## WHAT YOU HAVE TO DO
Look through the entries below and extract exactly the lines from the one containing "filename src/engine/profit.rs" through the one containing "pub fn new()", ends included.

## Collected data
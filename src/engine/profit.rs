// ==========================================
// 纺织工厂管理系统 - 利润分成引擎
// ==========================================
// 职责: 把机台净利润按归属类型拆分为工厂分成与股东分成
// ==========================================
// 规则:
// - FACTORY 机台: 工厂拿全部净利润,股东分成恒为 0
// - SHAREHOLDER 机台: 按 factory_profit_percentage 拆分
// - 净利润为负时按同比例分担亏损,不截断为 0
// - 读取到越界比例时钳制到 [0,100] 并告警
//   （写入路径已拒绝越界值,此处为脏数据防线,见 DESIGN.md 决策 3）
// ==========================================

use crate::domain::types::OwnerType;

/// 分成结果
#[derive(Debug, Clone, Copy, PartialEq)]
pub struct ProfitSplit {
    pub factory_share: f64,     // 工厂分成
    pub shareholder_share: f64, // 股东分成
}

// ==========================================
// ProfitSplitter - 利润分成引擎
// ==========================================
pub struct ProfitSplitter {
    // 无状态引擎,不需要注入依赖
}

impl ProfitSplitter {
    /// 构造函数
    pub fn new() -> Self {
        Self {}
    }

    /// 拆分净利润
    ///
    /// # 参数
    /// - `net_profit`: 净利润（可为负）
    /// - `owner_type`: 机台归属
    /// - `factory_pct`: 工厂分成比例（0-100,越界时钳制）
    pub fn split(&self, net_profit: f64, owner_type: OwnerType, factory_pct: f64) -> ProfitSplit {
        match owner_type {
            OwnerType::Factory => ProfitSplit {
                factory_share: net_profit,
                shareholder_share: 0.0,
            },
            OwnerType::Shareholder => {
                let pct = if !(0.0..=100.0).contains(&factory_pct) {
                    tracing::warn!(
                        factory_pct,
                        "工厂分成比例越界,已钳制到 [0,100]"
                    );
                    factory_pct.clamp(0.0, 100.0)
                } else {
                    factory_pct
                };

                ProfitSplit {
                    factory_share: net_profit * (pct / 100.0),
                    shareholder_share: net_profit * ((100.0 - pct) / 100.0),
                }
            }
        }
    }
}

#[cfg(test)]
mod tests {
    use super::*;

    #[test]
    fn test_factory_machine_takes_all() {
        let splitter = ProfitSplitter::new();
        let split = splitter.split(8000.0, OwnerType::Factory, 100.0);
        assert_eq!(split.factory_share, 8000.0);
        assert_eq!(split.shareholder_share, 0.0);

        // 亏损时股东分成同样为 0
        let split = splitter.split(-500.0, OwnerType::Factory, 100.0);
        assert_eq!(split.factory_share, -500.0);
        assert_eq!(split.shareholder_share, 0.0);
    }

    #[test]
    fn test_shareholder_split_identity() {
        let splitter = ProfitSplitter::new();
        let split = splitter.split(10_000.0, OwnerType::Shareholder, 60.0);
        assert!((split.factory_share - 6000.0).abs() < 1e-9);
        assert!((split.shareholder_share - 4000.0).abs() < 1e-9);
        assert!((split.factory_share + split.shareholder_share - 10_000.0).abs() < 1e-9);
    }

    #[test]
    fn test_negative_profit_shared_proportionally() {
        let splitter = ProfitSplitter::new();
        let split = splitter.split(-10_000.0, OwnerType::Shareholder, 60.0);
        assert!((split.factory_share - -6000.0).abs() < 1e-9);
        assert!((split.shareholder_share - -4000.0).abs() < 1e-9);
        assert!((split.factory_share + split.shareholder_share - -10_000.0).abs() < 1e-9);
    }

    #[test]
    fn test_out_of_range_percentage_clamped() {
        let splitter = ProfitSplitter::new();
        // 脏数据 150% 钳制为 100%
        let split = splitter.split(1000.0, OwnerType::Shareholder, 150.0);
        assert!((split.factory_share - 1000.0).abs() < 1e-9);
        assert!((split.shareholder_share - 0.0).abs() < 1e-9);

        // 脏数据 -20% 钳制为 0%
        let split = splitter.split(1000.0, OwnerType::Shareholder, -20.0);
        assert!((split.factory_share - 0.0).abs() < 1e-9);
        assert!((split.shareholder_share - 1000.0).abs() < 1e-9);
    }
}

--

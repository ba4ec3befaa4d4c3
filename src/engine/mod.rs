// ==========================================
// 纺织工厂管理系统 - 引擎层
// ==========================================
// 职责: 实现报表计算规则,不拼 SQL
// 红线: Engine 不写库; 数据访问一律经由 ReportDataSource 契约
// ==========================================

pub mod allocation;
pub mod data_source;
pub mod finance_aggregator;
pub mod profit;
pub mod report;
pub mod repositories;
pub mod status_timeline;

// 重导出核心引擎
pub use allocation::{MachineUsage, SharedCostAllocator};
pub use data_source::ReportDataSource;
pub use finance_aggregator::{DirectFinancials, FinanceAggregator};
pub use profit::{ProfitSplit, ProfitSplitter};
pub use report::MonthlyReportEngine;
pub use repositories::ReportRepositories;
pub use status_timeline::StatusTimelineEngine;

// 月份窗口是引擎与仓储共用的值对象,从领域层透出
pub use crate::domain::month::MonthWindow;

---

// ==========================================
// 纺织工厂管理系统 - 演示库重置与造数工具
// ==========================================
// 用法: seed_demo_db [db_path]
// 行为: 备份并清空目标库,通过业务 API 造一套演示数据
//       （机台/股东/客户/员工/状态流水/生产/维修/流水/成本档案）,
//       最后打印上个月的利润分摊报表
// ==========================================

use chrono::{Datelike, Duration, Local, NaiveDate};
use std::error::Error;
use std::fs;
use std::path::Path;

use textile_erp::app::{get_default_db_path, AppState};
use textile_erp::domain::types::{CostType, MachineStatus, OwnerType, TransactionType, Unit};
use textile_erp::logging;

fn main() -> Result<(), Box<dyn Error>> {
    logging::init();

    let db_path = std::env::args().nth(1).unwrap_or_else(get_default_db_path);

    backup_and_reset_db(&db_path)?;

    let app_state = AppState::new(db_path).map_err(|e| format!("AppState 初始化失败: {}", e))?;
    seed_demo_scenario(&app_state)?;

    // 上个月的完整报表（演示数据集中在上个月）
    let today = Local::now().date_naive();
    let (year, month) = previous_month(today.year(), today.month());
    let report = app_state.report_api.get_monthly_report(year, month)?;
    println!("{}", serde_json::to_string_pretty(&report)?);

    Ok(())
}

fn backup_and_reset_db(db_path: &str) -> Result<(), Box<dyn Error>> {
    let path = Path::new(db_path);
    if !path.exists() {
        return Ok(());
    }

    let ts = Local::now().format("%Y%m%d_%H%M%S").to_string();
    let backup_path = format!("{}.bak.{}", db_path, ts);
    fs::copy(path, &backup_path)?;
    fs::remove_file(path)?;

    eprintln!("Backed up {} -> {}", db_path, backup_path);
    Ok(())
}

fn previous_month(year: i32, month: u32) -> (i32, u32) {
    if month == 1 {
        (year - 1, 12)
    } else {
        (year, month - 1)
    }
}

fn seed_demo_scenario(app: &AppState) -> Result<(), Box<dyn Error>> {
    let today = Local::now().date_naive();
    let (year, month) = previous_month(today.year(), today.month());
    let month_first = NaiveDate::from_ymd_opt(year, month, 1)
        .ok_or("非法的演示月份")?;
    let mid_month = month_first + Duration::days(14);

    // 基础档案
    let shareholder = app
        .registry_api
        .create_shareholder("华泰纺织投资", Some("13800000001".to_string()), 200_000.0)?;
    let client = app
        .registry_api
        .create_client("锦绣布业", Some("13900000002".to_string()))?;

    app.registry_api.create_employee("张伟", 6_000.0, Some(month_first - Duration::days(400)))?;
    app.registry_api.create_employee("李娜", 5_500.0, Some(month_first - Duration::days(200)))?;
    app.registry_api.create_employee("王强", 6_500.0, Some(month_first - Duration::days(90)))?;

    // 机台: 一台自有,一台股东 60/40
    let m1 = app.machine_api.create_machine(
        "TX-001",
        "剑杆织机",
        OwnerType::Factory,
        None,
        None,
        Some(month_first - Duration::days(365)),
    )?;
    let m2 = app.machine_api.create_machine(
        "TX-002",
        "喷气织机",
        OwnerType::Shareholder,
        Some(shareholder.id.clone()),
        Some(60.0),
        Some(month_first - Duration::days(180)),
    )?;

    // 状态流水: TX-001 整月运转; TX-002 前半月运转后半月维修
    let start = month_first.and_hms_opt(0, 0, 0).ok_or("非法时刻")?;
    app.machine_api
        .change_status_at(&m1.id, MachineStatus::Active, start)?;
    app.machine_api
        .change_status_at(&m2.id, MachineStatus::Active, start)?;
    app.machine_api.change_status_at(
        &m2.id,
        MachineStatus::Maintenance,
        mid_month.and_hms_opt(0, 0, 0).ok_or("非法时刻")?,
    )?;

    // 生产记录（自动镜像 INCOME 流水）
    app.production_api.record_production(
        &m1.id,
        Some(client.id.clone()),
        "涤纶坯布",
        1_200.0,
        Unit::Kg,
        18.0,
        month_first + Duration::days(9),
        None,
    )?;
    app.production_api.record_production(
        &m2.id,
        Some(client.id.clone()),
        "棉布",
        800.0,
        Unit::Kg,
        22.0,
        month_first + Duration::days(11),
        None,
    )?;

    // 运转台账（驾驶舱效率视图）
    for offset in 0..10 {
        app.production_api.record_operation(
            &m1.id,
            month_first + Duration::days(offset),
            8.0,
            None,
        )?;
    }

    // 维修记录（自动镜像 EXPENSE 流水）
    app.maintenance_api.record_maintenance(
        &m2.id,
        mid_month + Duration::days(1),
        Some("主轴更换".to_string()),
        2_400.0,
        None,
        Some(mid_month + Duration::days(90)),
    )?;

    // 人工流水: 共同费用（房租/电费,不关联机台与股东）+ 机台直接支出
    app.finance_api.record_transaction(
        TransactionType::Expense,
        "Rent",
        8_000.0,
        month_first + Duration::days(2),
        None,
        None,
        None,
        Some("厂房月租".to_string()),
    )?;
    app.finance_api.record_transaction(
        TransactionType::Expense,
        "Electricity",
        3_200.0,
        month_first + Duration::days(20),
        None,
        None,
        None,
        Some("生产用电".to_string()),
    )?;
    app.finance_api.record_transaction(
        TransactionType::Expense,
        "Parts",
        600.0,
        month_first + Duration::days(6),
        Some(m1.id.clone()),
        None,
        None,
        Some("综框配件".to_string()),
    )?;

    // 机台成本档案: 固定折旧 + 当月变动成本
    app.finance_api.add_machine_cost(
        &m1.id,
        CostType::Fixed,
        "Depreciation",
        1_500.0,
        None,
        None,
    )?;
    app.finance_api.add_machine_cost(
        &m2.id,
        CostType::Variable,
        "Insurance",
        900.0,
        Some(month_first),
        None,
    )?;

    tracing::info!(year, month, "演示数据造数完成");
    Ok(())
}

## PROBLEM SOLUTION
filename src/engine/profit.rs
// ==========================================
// 纺织工厂管理系统 - 利润分成引擎
// ==========================================
// 职责: 把机台净利润按归属类型拆分为工厂分成与股东分成
// ==========================================
// 规则:
// - FACTORY 机台: 工厂拿全部净利润,股东分成恒为 0
// - SHAREHOLDER 机台: 按 factory_profit_percentage 拆分
// - 净利润为负时按同比例分担亏损,不截断为 0
// - 读取到越界比例时钳制到 [0,100] 并告警
//   （写入路径已拒绝越界值,此处为脏数据防线,见 DESIGN.md 决策 3）
// ==========================================

use crate::domain::types::OwnerType;

/// 分成结果
#[derive(Debug, Clone, Copy, PartialEq)]
pub struct ProfitSplit {
    pub factory_share: f64,     // 工厂分成
    pub shareholder_share: f64, // 股东分成
}

// ==========================================
// ProfitSplitter - 利润分成引擎
// ==========================================
pub struct ProfitSplitter {
    // 无状态引擎,不需要注入依赖
}

impl ProfitSplitter {
    /// 构造函数
    pub fn new() -> Self {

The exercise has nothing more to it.